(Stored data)
:::

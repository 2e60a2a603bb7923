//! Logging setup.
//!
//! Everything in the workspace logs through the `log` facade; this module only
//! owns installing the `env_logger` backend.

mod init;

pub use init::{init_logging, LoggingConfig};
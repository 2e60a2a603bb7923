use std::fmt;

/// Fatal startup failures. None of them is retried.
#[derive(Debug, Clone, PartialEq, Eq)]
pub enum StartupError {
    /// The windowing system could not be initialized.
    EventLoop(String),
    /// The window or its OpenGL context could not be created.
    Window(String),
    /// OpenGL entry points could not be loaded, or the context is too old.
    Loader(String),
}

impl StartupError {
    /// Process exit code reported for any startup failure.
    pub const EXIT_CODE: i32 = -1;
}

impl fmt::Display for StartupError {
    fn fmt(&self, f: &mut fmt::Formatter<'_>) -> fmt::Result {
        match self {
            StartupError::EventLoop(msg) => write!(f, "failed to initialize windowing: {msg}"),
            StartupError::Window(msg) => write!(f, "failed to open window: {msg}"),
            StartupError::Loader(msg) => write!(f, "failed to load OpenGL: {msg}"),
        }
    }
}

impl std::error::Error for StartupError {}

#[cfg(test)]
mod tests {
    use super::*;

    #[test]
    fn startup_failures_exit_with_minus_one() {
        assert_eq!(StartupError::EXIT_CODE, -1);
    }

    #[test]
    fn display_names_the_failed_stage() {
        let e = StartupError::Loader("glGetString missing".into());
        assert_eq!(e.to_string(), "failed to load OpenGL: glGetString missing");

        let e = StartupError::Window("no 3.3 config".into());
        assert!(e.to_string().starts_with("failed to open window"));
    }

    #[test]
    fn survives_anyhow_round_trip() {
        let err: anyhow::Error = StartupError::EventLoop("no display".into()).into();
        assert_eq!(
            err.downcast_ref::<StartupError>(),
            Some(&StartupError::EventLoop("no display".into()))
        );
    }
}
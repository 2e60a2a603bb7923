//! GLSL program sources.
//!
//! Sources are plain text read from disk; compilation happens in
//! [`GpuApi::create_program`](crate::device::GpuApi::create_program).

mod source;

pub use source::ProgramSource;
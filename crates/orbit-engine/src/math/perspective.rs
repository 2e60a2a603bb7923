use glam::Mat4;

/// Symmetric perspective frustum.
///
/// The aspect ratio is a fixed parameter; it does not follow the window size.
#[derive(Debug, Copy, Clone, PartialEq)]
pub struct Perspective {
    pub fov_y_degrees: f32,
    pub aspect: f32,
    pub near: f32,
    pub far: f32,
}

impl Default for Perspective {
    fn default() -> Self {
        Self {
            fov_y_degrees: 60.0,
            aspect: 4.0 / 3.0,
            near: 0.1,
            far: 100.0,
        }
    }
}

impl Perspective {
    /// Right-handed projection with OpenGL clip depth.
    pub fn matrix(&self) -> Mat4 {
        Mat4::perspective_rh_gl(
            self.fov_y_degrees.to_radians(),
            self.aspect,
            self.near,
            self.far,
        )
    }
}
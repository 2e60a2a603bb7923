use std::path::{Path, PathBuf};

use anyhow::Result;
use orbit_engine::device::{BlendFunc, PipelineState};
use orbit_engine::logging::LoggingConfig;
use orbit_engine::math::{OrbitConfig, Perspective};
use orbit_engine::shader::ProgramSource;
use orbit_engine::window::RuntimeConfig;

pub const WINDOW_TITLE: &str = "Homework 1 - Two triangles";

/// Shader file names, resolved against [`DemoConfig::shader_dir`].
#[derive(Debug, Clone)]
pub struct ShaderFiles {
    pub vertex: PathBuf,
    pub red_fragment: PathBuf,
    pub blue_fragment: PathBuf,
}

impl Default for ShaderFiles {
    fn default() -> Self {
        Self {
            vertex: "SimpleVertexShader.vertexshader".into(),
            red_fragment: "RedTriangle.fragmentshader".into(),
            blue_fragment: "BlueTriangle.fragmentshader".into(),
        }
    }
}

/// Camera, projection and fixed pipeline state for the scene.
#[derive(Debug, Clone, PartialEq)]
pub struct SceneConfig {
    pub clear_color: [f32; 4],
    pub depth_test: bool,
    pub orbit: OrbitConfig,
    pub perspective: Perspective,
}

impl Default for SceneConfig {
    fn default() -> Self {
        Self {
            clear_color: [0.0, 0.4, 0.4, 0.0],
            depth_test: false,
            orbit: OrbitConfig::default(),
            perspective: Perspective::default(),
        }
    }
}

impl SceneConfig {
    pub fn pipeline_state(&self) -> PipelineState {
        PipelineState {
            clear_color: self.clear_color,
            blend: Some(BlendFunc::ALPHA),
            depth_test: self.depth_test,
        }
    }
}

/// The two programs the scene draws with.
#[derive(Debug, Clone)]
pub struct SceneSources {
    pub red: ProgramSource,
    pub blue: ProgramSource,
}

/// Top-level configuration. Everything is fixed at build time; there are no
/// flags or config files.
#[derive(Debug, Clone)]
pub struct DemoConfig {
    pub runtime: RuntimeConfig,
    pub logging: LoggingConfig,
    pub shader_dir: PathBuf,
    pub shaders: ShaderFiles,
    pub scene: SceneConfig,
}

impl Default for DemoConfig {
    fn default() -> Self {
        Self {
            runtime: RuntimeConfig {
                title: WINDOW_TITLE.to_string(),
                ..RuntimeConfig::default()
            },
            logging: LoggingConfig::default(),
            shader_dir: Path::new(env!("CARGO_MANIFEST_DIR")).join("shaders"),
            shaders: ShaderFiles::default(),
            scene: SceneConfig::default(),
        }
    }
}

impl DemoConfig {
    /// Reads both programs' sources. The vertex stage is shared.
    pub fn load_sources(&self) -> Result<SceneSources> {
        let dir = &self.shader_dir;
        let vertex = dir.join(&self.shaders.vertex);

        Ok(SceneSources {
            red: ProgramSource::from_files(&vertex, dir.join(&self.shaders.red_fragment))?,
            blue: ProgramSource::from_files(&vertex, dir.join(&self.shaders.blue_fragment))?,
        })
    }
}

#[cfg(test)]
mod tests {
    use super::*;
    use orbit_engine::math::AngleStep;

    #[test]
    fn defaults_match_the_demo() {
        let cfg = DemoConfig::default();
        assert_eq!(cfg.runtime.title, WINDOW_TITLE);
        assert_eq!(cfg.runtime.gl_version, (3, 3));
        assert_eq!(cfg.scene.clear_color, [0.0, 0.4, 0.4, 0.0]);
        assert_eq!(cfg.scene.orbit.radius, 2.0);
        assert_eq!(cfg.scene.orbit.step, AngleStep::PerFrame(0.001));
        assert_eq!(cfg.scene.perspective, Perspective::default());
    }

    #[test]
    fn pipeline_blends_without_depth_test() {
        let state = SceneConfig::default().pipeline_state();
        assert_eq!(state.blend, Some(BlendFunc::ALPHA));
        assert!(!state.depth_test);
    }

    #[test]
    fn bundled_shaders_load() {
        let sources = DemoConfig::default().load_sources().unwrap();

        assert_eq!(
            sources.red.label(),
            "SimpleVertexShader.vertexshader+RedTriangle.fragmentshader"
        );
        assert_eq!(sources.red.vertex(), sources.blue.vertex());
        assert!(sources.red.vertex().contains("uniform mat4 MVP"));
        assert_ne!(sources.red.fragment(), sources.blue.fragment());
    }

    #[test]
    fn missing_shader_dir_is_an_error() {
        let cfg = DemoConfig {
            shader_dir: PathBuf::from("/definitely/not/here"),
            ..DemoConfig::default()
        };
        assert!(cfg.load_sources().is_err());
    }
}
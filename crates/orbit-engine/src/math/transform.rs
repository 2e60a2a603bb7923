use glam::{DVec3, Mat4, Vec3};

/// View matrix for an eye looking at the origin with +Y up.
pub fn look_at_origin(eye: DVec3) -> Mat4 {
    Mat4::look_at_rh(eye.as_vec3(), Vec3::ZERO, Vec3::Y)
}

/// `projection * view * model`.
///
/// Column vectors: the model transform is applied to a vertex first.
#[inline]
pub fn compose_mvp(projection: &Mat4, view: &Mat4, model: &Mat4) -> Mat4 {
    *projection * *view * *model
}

:::

From the first line of the data through the line with "use std::fmt;", quote each line exactly and add nothing else.

[Written solution]
repository 2e60a2a603bb7923
//! Logging setup.
//!
//! Everything in the workspace logs through the `log` facade; this module only
//! owns installing the `env_logger` backend.

mod init;

pub use init::{init_logging, LoggingConfig};
repository 2e60a2a603bb7923
use std::fmt;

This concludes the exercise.